[Data supplied Boundary: Start]
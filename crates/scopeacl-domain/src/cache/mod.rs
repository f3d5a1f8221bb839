//! Three-tier permission snapshot cache.
//!
//! Lookups go request-local -> shared-memory -> persistent, in that order:
//!
//! - **Tier 1** ([`RequestCache`]): owned by one unit of work and dropped with
//!   it. Never shared between units of work.
//! - **Tier 2** (shared memory): an optional Moka cache shared by every unit
//!   of work in the process, keyed `acl:l1:{user_id}`, with a short TTL.
//! - **Tier 3** (persistent): the [`KeyValueStore`] collaborator shared by all
//!   processes, keyed `acl:all_perms:{user_id}`.
//!
//! A hit in a lower tier is written back into every tier above it. A miss in
//! all tiers returns `None`; the caller loads the snapshot and calls
//! [`TieredCache::put`]. No lock guards that rebuild: concurrent misses may
//! load and write the same snapshot more than once, which is harmless because
//! the load is a pure read.
//!
//! # Example
//!
//! ```rust,ignore
//! use scopeacl_domain::cache::{CacheConfig, RequestCache, TieredCache};
//!
//! let cache = TieredCache::new(kv_store, CacheConfig::default());
//! let local = RequestCache::new();
//!
//! if cache.get(&local, 42).await?.is_none() {
//!     let snapshot = loader.load_snapshot(42).await?;
//!     cache.put(&local, 42, snapshot, cache.config().persistent_ttl).await?;
//! }
//! ```

mod counters;

pub use self::counters::{register_cache_metrics, CacheCounters, CounterSnapshot};

use std::sync::atomic::Ordering;
use std::sync::Arc;
use std::time::Duration;

use dashmap::DashMap;
use moka::future::Cache;
use scopeacl_storage::{KeyValueStore, UserId};
use tracing::{debug, warn};

use crate::error::DomainResult;
use crate::permission::PermissionSnapshot;

/// Prefix of persistent-tier snapshot keys.
pub const PERSISTENT_KEY_PREFIX: &str = "acl:all_perms:";
/// Prefix of shared-memory snapshot keys.
pub const SHARED_KEY_PREFIX: &str = "acl:l1:";
/// Key of the persisted cache metrics record.
pub const METRICS_KEY: &str = "acl:metrics";

/// Persistent-tier key for `user_id`.
pub fn persistent_key(user_id: UserId) -> String {
    format!("{PERSISTENT_KEY_PREFIX}{user_id}")
}

/// Shared-memory key for `user_id`.
pub fn shared_key(user_id: UserId) -> String {
    format!("{SHARED_KEY_PREFIX}{user_id}")
}

/// Configuration for the tiered cache.
#[derive(Debug, Clone)]
pub struct CacheConfig {
    /// TTL of snapshots in the persistent tier.
    pub persistent_ttl: Duration,
    /// Whether the shared-memory tier is available in this process.
    pub shared_enabled: bool,
    /// TTL of snapshots in the shared-memory tier.
    pub shared_ttl: Duration,
    /// Maximum number of snapshots held in the shared-memory tier.
    pub shared_max_capacity: u64,
}

impl Default for CacheConfig {
    fn default() -> Self {
        Self {
            persistent_ttl: Duration::from_secs(3600),
            shared_enabled: true,
            shared_ttl: Duration::from_secs(60),
            shared_max_capacity: 10_000,
        }
    }
}

impl CacheConfig {
    pub fn with_persistent_ttl(mut self, ttl: Duration) -> Self {
        self.persistent_ttl = ttl;
        self
    }

    /// Enables or disables the shared-memory tier.
    pub fn with_shared_enabled(mut self, enabled: bool) -> Self {
        self.shared_enabled = enabled;
        self
    }

    pub fn with_shared_ttl(mut self, ttl: Duration) -> Self {
        self.shared_ttl = ttl;
        self
    }

    pub fn with_shared_max_capacity(mut self, max_capacity: u64) -> Self {
        self.shared_max_capacity = max_capacity;
        self
    }
}

/// The tier that served a cache hit.
#[derive(Debug, Clone, Copy, PartialEq, Eq)]
pub enum CacheTier {
    Request,
    Shared,
    Persistent,
}

impl CacheTier {
    /// Label used on the `scopeacl_cache_hits_total` counter.
    pub fn as_str(&self) -> &'static str {
        match self {
            CacheTier::Request => "request",
            CacheTier::Shared => "shared",
            CacheTier::Persistent => "persistent",
        }
    }
}

/// Tier 1: snapshots held for the lifetime of one unit of work.
#[derive(Debug, Default)]
pub struct RequestCache {
    entries: DashMap<UserId, Arc<PermissionSnapshot>>,
}

impl RequestCache {
    pub fn new() -> Self {
        Self::default()
    }

    pub fn get(&self, user_id: UserId) -> Option<Arc<PermissionSnapshot>> {
        self.entries.get(&user_id).map(|entry| Arc::clone(&entry))
    }

    pub fn insert(&self, user_id: UserId, snapshot: Arc<PermissionSnapshot>) {
        self.entries.insert(user_id, snapshot);
    }

    pub fn remove(&self, user_id: UserId) {
        self.entries.remove(&user_id);
    }

    pub fn len(&self) -> usize {
        self.entries.len()
    }

    pub fn is_empty(&self) -> bool {
        self.entries.is_empty()
    }
}

/// Tiers 2 and 3, plus the read-through logic that stitches Tier 1 on top.
///
/// # Thread Safety
///
/// Shared by every unit of work in the process. Tier 1 is passed in per call
/// so that this type holds no per-request state.
pub struct TieredCache<K> {
    shared: Option<Cache<String, Arc<PermissionSnapshot>>>,
    persistent: Arc<K>,
    config: CacheConfig,
    counters: Arc<CacheCounters>,
}

impl<K> std::fmt::Debug for TieredCache<K> {
    fn fmt(&self, f: &mut std::fmt::Formatter<'_>) -> std::fmt::Result {
        f.debug_struct("TieredCache")
            .field("config", &self.config)
            .field(
                "shared_entry_count",
                &self.shared.as_ref().map(|cache| cache.entry_count()),
            )
            .finish()
    }
}

impl<K> TieredCache<K>
where
    K: KeyValueStore,
{
    pub fn new(persistent: Arc<K>, config: CacheConfig) -> Self {
        let shared = config.shared_enabled.then(|| {
            Cache::builder()
                .max_capacity(config.shared_max_capacity)
                .time_to_live(config.shared_ttl)
                .build()
        });

        Self {
            shared,
            persistent,
            config,
            counters: Arc::new(CacheCounters::default()),
        }
    }

    pub fn config(&self) -> &CacheConfig {
        &self.config
    }

    /// Process-local counters backing the persisted metrics record.
    pub fn counters(&self) -> &Arc<CacheCounters> {
        &self.counters
    }

    /// The persistent tier, shared with metrics persistence.
    pub fn persistent(&self) -> &Arc<K> {
        &self.persistent
    }

    pub fn shared_enabled(&self) -> bool {
        self.shared.is_some()
    }

    /// Looks `user_id` up tier by tier, backfilling the tiers above a hit.
    ///
    /// Returns `Ok(None)` when every tier missed. Persistent-tier I/O errors
    /// propagate. An undecodable persistent entry is dropped and reported as
    /// a miss, so the caller's reload overwrites it.
    pub async fn get(
        &self,
        local: &RequestCache,
        user_id: UserId,
    ) -> DomainResult<Option<Arc<PermissionSnapshot>>> {
        Ok(self
            .get_with_tier(local, user_id)
            .await?
            .map(|(snapshot, _)| snapshot))
    }

    /// Like [`get`](Self::get), also reporting which tier served the hit.
    pub async fn get_with_tier(
        &self,
        local: &RequestCache,
        user_id: UserId,
    ) -> DomainResult<Option<(Arc<PermissionSnapshot>, CacheTier)>> {
        if let Some(snapshot) = local.get(user_id) {
            self.record_hit(CacheTier::Request);
            return Ok(Some((snapshot, CacheTier::Request)));
        }

        if let Some(shared) = &self.shared {
            if let Some(snapshot) = shared.get(&shared_key(user_id)).await {
                local.insert(user_id, Arc::clone(&snapshot));
                self.record_hit(CacheTier::Shared);
                debug!(user_id, "permission snapshot served from shared memory");
                return Ok(Some((snapshot, CacheTier::Shared)));
            }
        }

        let key = persistent_key(user_id);
        if let Some(bytes) = self.persistent.get(&key).await? {
            match PermissionSnapshot::from_bytes(&bytes) {
                Ok(snapshot) => {
                    let snapshot = Arc::new(snapshot);
                    if let Some(shared) = &self.shared {
                        shared.insert(shared_key(user_id), Arc::clone(&snapshot)).await;
                    }
                    local.insert(user_id, Arc::clone(&snapshot));
                    self.record_hit(CacheTier::Persistent);
                    debug!(user_id, "permission snapshot served from persistent cache");
                    return Ok(Some((snapshot, CacheTier::Persistent)));
                }
                Err(error) => {
                    warn!(user_id, %error, "dropping undecodable permission snapshot");
                    self.persistent.delete(&key).await?;
                }
            }
        }

        self.counters.misses.fetch_add(1, Ordering::Relaxed);
        metrics::counter!("scopeacl_cache_misses_total").increment(1);
        Ok(None)
    }

    /// Writes `snapshot` to the persistent tier with `ttl`, then to the
    /// shared-memory tier and `local`.
    ///
    /// The persistent write happens first so that a failed write leaves no
    /// tier holding a snapshot the others do not.
    pub async fn put(
        &self,
        local: &RequestCache,
        user_id: UserId,
        snapshot: PermissionSnapshot,
        ttl: Duration,
    ) -> DomainResult<Arc<PermissionSnapshot>> {
        let bytes = snapshot.to_bytes()?;
        self.persistent
            .set(&persistent_key(user_id), bytes, ttl)
            .await?;

        let snapshot = Arc::new(snapshot);
        if let Some(shared) = &self.shared {
            shared.insert(shared_key(user_id), Arc::clone(&snapshot)).await;
        }
        local.insert(user_id, Arc::clone(&snapshot));
        Ok(snapshot)
    }

    /// Drops `user_id` from `local` and from the shared tiers.
    pub async fn invalidate(&self, local: &RequestCache, user_id: UserId) -> DomainResult<()> {
        local.remove(user_id);
        self.invalidate_shared(user_id).await
    }

    /// Drops `user_id` from Tiers 2 and 3 only.
    ///
    /// Other units of work keep whatever their own Tier 1 already holds.
    pub async fn invalidate_shared(&self, user_id: UserId) -> DomainResult<()> {
        if let Some(shared) = &self.shared {
            shared.invalidate(&shared_key(user_id)).await;
        }
        self.persistent.delete(&persistent_key(user_id)).await?;

        self.counters.invalidations.fetch_add(1, Ordering::Relaxed);
        metrics::counter!("scopeacl_cache_invalidations_total").increment(1);
        Ok(())
    }

    fn record_hit(&self, tier: CacheTier) {
        let counter = match tier {
            CacheTier::Request => &self.counters.request_hits,
            CacheTier::Shared => &self.counters.l1_hits,
            CacheTier::Persistent => &self.counters.l2_hits,
        };
        counter.fetch_add(1, Ordering::Relaxed);
        metrics::counter!("scopeacl_cache_hits_total", "tier" => tier.as_str()).increment(1);
    }
}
[Data supplied Boundary: End]
Task to carry out: Check the data for the word "every" and pull out the lines that have it.

Result:
//! - **Tier 2** (shared memory): an optional Moka cache shared by every unit
//! A hit in a lower tier is written back into every tier above it. A miss in
/// Shared by every unit of work in the process. Tier 1 is passed in per call
    /// Returns `Ok(None)` when every tier missed. Persistent-tier I/O errors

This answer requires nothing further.